Tampere Brewery Pyynikin Brewing Company has reversed its decision to purchase the properties and equipment of the Estonian Haljala brewery from Harbo, Denmark.
CEO of the brewery Kari Lappalainen says that the company ended up with a solution where the Estonian brewery is bought by a Tampere entrepreneur Samu Saarikoski. The Pyynikki artisan brewery will be rented on the premises.
“The solution is certainly good for all parties, we are pleased to be able to use the capacity of Haljala Brewery. We can focus on production ramp-up, sales efforts and new customer acquisition, ”says Lappalainen.
The Pyynikki artisan brewery was about to buy the Haljala brewery itself. The project was to be financed through a general share issue and loan financing as well as other larger investors. The company also planned to arrange a EUR 1 million directed share issue to Saarikoski and to merge its A and B share series, but the operations were canceled. Combining the series of shares with one A share would have resulted in 20 B shares.
The cancellation was based on a case where some shareholders felt left without information about their intentions. Eventually, some of the A shareholders wanted to cancel the plans.
According to Lappalainen, the current solution was also reached for schedule reasons.

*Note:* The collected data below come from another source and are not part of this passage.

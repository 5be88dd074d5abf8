//! HTTP backend for the catalog port: a thin, retryable wrapper over the
//! marketplace REST API. Authentication happens once at construction; the
//! bearer credential is reused for every call.

use std::time::Duration;

use async_trait::async_trait;
use reqwest::header::AUTHORIZATION;
use serde::de::DeserializeOwned;
use serde_json::{json, Value};
use tracing::{debug, warn};

use super::{CatalogStore, ConceptKind, ItemSummary, MediaHandle, SourceRecord};
use crate::common::error::{Result, SyncError};
use crate::domain::{Actor, Concept, ToolEntry};
use crate::vocab::KEYWORD_VOCABULARY;

const MAX_ATTEMPTS: u32 = 3;
const RETRY_DELAY_MS: u64 = 500;

pub struct HttpCatalog {
    client: reqwest::Client,
    base_url: String,
    /// Full Authorization header value, read-only after construction.
    token: String,
}

impl HttpCatalog {
    /// Sign in with credentials; the bearer credential comes back in the
    /// Authorization response header.
    pub async fn sign_in(base_url: &str, username: &str, password: &str) -> Result<Self> {
        let client = reqwest::Client::new();
        let url = format!("{}/auth/sign-in", base_url.trim_end_matches('/'));
        let resp = client
            .post(&url)
            .json(&json!({ "username": username, "password": password }))
            .send()
            .await?;

        if !resp.status().is_success() {
            return Err(SyncError::Auth(format!(
                "sign-in rejected with status {}",
                resp.status()
            )));
        }
        let token = resp
            .headers()
            .get(AUTHORIZATION)
            .and_then(|v| v.to_str().ok())
            .map(str::to_string)
            .ok_or_else(|| {
                SyncError::Auth("sign-in response carried no Authorization header".to_string())
            })?;
        debug!("signed in to catalog");

        Ok(Self {
            client,
            base_url: base_url.trim_end_matches('/').to_string(),
            token,
        })
    }

    /// Use a pre-issued token instead of signing in.
    pub fn with_token(base_url: &str, token: &str) -> Self {
        let token = if token.starts_with("Bearer ") {
            token.to_string()
        } else {
            format!("Bearer {token}")
        };
        Self {
            client: reqwest::Client::new(),
            base_url: base_url.trim_end_matches('/').to_string(),
            token,
        }
    }

    fn url(&self, path: &str) -> String {
        format!("{}{}", self.base_url, path)
    }

    async fn get_json(&self, path: &str, query: &[(&str, &str)]) -> Result<Value> {
        self.send(
            || {
                self.client
                    .get(self.url(path))
                    .query(query)
                    .header(AUTHORIZATION, &self.token)
            },
            None,
        )
        .await
    }

    async fn post_json(&self, path: &str, body: &Value) -> Result<Value> {
        self.send(
            || {
                self.client
                    .post(self.url(path))
                    .json(body)
                    .header(AUTHORIZATION, &self.token)
            },
            Some(body),
        )
        .await
    }

    async fn patch_json(&self, path: &str, body: &Value) -> Result<Value> {
        self.send(
            || {
                self.client
                    .patch(self.url(path))
                    .json(body)
                    .header(AUTHORIZATION, &self.token)
            },
            Some(body),
        )
        .await
    }

    /// Send with retry on transient transport failures, then validate.
    async fn send<F>(&self, build: F, payload: Option<&Value>) -> Result<Value>
    where
        F: Fn() -> reqwest::RequestBuilder,
    {
        let mut attempt = 0;
        let resp = loop {
            attempt += 1;
            match build().send().await {
                Ok(resp) => break resp,
                Err(e) if attempt < MAX_ATTEMPTS && (e.is_connect() || e.is_timeout()) => {
                    warn!(attempt, error = %e, "transient transport error, retrying");
                    tokio::time::sleep(Duration::from_millis(RETRY_DELAY_MS * attempt as u64))
                        .await;
                }
                Err(e) => return Err(e.into()),
            }
        };
        Self::validate(resp, payload).await
    }

    /// Shared response validation: non-2xx raises a hard error carrying the
    /// request payload and the server feedback; a soft conflict-at-source
    /// marker in a successful response is surfaced as a warning.
    async fn validate(resp: reqwest::Response, payload: Option<&Value>) -> Result<Value> {
        let status = resp.status();
        let body = resp.text().await.unwrap_or_default();

        if !status.is_success() {
            return Err(SyncError::Api {
                status: status.as_u16(),
                message: if body.is_empty() {
                    "no feedback from server".to_string()
                } else {
                    body
                },
                payload: payload.map(|p| p.to_string()),
            });
        }

        let value: Value = if body.is_empty() {
            Value::Null
        } else {
            serde_json::from_str(&body)?
        };
        if value
            .get("conflict-at-source")
            .and_then(Value::as_bool)
            .unwrap_or(false)
        {
            warn!("server reported a conflict-at-source on this record");
        }
        Ok(value)
    }

    fn decode<T: DeserializeOwned>(value: Value, what: &str) -> Result<T> {
        serde_json::from_value(value)
            .map_err(|e| SyncError::MalformedResponse(format!("cannot decode {what}: {e}")))
    }

    fn decode_field<T: DeserializeOwned>(value: &Value, field: &str) -> Result<T> {
        let inner = value.get(field).cloned().ok_or_else(|| {
            SyncError::MalformedResponse(format!("response missing '{field}' field"))
        })?;
        Self::decode(inner, field)
    }
}

#[async_trait]
impl CatalogStore for HttpCatalog {
    async fn find_source_by_url(&self, url: &str) -> Result<Option<SourceRecord>> {
        let value = self.get_json("/sources", &[("q", url)]).await?;
        let sources: Vec<SourceRecord> = Self::decode_field(&value, "sources")?;
        Ok(sources.into_iter().find(|s| s.url == url))
    }

    async fn create_source(
        &self,
        label: &str,
        url: &str,
        url_template: Option<&str>,
    ) -> Result<SourceRecord> {
        let body = json!({
            "label": label,
            "url": url,
            "urlTemplate": url_template,
        });
        let value = self.post_json("/sources", &body).await?;
        Self::decode(value, "source")
    }

    async fn search_actors(&self, name: &str) -> Result<Vec<Actor>> {
        let value = self.get_json("/actor-search", &[("q", name)]).await?;
        Self::decode_field(&value, "actors")
    }

    async fn create_actor(&self, actor: &Actor) -> Result<Actor> {
        let body = serde_json::to_value(actor)?;
        let value = self.post_json("/actors", &body).await?;
        Self::decode(value, "actor")
    }

    async fn search_concepts(&self, query: &str, kind: ConceptKind) -> Result<Vec<Concept>> {
        let value = self
            .get_json("/concept-search", &[("q", query), ("types", kind.as_query())])
            .await?;
        Self::decode_field(&value, "concepts")
    }

    async fn create_keyword_concept(&self, concept: &Concept) -> Result<Concept> {
        let vocabulary = concept
            .vocabulary
            .as_ref()
            .map(|v| v.code.as_str())
            .unwrap_or(KEYWORD_VOCABULARY);
        let body = serde_json::to_value(concept)?;
        let value = self
            .post_json(&format!("/vocabularies/{vocabulary}/concepts"), &body)
            .await?;
        Self::decode(value, "concept")
    }

    async fn import_thumbnail(&self, source_url: &str) -> Result<MediaHandle> {
        let body = json!({ "sourceUrl": source_url });
        let value = self.post_json("/media/upload/import", &body).await?;
        Self::decode(value, "media handle")
    }

    async fn search_items(&self, label: &str, source_label: &str) -> Result<Vec<ItemSummary>> {
        let value = self
            .get_json(
                "/item-search",
                &[
                    ("q", label),
                    ("f.source", source_label),
                    ("categories", "tool-or-service"),
                ],
            )
            .await?;
        Self::decode_field(&value, "items")
    }

    async fn create_tool(&self, entry: &ToolEntry) -> Result<ItemSummary> {
        let body = serde_json::to_value(entry)?;
        let value = self.post_json("/tools-services", &body).await?;
        Self::decode(value, "tool entry")
    }

    async fn update_tool(&self, id: i64, entry: &ToolEntry) -> Result<ItemSummary> {
        let body = serde_json::to_value(entry)?;
        let value = self.patch_json(&format!("/tools-services/{id}"), &body).await?;
        Self::decode(value, "tool entry")
    }
}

Read more: Tampere-based brewery is expanding to Estonia, but the recent confusion of new shareholders brought twists and turns in financing
Through the directed issue, Saarikoski would have become one of the company’s main shareholders.
“With the solution now made, he will become an A shareholder and will also be involved in the brewery’s operations. It may be that other arrangements will be made in the future, ”says Lappalainen.
The company the general share issue is ongoing until the end of April. On Tuesday, the founder of the brewery Tuomas Pere told HS that the company had raised more than one million euros with its general issue, which began in March.
“We can use the capital to raise production, hire staff, maintain equipment, purchase raw materials and, for example, electricity and water contracts,” says CEO Lappalainen.
According to Lappalainen, the first 100,000 liter beer blade to be made in an Estonian brewery is already being pretended. The company’s soft drinks have been produced since the beginning of the year in the same premises where one batch of non-alcoholic beer has also been placed.